:: What you need to do ::
Starting from the first line below, count the lines carrying the string "failed" and answer with the count by itself.
□ □ □ □ □ □ □
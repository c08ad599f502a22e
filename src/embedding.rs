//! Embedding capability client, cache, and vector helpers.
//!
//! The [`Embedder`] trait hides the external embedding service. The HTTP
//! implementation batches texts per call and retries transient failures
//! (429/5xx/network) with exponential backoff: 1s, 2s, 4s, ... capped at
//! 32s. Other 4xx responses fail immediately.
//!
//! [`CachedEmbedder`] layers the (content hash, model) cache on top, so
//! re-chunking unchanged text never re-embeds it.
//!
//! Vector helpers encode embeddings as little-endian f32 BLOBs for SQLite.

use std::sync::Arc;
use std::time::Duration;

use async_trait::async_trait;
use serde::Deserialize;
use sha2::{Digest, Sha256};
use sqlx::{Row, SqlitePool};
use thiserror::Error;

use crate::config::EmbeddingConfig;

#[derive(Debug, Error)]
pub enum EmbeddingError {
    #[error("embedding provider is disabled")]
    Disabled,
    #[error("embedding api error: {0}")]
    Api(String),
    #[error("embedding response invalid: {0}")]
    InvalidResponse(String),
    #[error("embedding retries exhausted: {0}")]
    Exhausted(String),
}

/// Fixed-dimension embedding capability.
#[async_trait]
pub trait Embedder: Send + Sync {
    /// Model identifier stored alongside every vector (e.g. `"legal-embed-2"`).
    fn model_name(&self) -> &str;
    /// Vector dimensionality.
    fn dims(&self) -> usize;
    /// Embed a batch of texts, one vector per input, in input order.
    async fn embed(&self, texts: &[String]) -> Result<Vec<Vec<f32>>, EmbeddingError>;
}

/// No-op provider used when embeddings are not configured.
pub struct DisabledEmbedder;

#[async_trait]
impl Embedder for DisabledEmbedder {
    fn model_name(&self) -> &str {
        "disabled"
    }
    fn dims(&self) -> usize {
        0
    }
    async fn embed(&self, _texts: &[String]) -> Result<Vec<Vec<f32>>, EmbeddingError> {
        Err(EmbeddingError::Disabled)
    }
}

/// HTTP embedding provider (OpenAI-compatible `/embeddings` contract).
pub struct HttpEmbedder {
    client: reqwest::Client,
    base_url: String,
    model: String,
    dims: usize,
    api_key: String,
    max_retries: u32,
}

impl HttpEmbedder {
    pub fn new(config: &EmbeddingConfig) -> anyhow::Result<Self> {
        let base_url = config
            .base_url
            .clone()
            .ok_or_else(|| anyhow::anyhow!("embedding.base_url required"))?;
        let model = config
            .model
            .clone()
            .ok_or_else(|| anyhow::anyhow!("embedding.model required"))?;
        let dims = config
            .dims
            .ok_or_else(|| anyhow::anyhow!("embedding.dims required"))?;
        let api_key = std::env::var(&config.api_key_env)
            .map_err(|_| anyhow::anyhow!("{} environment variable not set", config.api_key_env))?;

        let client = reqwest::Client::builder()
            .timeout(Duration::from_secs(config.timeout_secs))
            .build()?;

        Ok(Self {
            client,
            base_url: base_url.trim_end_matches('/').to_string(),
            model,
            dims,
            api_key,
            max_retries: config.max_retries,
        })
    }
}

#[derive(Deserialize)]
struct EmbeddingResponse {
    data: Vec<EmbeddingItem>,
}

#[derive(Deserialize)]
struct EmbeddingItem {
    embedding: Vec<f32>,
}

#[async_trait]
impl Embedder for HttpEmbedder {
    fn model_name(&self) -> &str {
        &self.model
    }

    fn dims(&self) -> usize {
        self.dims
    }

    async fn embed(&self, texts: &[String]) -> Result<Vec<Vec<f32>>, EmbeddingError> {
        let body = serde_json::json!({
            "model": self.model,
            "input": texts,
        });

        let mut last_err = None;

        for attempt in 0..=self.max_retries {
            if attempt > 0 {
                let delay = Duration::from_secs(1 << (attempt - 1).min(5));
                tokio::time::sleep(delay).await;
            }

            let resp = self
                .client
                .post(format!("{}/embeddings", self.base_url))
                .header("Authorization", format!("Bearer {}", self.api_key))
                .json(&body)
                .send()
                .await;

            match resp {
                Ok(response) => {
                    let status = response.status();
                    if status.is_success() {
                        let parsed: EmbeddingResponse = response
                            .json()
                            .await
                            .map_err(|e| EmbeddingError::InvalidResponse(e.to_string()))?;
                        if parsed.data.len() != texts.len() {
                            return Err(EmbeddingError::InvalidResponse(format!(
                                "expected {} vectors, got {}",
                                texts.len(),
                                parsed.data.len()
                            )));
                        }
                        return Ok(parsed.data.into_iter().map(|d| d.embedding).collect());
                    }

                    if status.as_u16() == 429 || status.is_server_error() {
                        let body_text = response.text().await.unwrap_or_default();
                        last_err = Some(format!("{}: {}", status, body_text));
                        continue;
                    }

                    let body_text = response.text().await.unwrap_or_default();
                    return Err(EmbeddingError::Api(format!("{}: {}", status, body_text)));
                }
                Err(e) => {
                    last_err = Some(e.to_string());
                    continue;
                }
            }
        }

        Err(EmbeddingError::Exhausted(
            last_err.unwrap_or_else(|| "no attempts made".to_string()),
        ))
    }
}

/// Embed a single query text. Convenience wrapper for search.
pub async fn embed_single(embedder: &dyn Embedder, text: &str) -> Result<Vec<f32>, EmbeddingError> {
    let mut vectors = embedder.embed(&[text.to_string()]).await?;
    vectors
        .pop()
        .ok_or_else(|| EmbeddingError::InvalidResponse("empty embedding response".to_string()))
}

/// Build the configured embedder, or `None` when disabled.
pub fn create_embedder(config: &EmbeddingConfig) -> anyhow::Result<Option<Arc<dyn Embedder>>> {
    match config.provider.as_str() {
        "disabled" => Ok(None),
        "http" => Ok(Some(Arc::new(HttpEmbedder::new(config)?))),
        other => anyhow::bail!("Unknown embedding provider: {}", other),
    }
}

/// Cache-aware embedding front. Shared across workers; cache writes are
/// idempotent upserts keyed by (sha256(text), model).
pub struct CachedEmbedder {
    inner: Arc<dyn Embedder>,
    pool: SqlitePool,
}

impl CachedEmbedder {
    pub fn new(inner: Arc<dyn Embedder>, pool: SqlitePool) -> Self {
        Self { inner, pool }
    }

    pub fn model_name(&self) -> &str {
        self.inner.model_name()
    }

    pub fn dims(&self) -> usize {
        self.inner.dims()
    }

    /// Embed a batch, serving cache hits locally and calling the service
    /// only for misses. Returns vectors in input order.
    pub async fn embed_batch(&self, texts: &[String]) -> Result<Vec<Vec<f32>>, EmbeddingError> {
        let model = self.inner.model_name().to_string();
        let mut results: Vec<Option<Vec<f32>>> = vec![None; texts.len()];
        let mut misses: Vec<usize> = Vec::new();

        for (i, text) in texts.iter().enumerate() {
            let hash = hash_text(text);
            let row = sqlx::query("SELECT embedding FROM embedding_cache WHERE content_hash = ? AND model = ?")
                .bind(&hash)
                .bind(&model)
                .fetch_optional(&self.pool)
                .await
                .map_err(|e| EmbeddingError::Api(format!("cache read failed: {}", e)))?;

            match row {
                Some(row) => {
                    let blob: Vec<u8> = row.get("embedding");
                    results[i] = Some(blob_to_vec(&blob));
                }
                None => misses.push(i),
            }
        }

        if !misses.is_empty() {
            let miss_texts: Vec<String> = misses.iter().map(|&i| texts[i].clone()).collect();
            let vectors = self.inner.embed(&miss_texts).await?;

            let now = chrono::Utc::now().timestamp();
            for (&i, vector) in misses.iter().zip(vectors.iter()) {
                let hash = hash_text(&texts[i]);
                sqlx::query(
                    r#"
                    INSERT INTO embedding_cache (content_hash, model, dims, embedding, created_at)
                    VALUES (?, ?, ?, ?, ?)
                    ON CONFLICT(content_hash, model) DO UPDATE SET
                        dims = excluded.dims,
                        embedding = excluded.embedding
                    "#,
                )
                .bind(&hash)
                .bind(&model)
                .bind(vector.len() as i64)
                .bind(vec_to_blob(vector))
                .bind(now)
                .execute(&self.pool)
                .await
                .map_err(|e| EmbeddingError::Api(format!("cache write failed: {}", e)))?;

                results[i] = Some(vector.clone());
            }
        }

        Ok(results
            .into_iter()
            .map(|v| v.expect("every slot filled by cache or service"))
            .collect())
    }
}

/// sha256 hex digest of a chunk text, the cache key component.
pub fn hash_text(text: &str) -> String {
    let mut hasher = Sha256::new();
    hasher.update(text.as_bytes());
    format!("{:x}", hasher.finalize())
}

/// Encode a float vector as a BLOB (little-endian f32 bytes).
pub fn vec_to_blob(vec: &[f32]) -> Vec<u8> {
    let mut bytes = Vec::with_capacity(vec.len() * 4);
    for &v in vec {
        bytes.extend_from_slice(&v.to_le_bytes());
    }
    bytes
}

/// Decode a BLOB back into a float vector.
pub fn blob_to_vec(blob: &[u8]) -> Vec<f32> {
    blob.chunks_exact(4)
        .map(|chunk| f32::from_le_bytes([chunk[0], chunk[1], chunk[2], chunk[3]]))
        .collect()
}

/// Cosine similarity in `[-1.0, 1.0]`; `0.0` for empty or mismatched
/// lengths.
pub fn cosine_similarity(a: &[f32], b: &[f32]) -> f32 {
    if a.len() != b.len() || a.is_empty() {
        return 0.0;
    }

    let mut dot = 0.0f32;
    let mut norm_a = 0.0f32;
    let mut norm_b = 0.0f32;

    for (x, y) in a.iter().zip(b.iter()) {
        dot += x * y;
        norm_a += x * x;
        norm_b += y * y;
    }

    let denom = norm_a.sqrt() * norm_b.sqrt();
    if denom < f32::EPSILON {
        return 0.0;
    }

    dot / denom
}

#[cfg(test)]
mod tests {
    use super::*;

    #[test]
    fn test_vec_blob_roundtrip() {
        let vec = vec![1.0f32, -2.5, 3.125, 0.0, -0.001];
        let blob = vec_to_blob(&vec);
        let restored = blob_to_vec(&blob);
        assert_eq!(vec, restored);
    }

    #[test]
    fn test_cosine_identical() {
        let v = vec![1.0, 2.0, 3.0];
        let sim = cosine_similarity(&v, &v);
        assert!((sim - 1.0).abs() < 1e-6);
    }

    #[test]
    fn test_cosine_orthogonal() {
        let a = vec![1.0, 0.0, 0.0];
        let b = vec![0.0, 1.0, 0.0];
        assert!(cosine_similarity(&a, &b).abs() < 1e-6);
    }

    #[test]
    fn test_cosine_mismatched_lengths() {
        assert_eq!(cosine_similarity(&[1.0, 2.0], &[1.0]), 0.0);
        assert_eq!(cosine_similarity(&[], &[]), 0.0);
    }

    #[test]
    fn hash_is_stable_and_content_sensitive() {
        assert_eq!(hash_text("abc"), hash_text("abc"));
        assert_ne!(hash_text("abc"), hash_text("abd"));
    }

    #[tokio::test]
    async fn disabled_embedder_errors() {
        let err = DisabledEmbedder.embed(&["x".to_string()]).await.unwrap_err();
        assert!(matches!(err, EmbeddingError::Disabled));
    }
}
□ □ □ □ □ □ □
:: Result of this exercise ::
2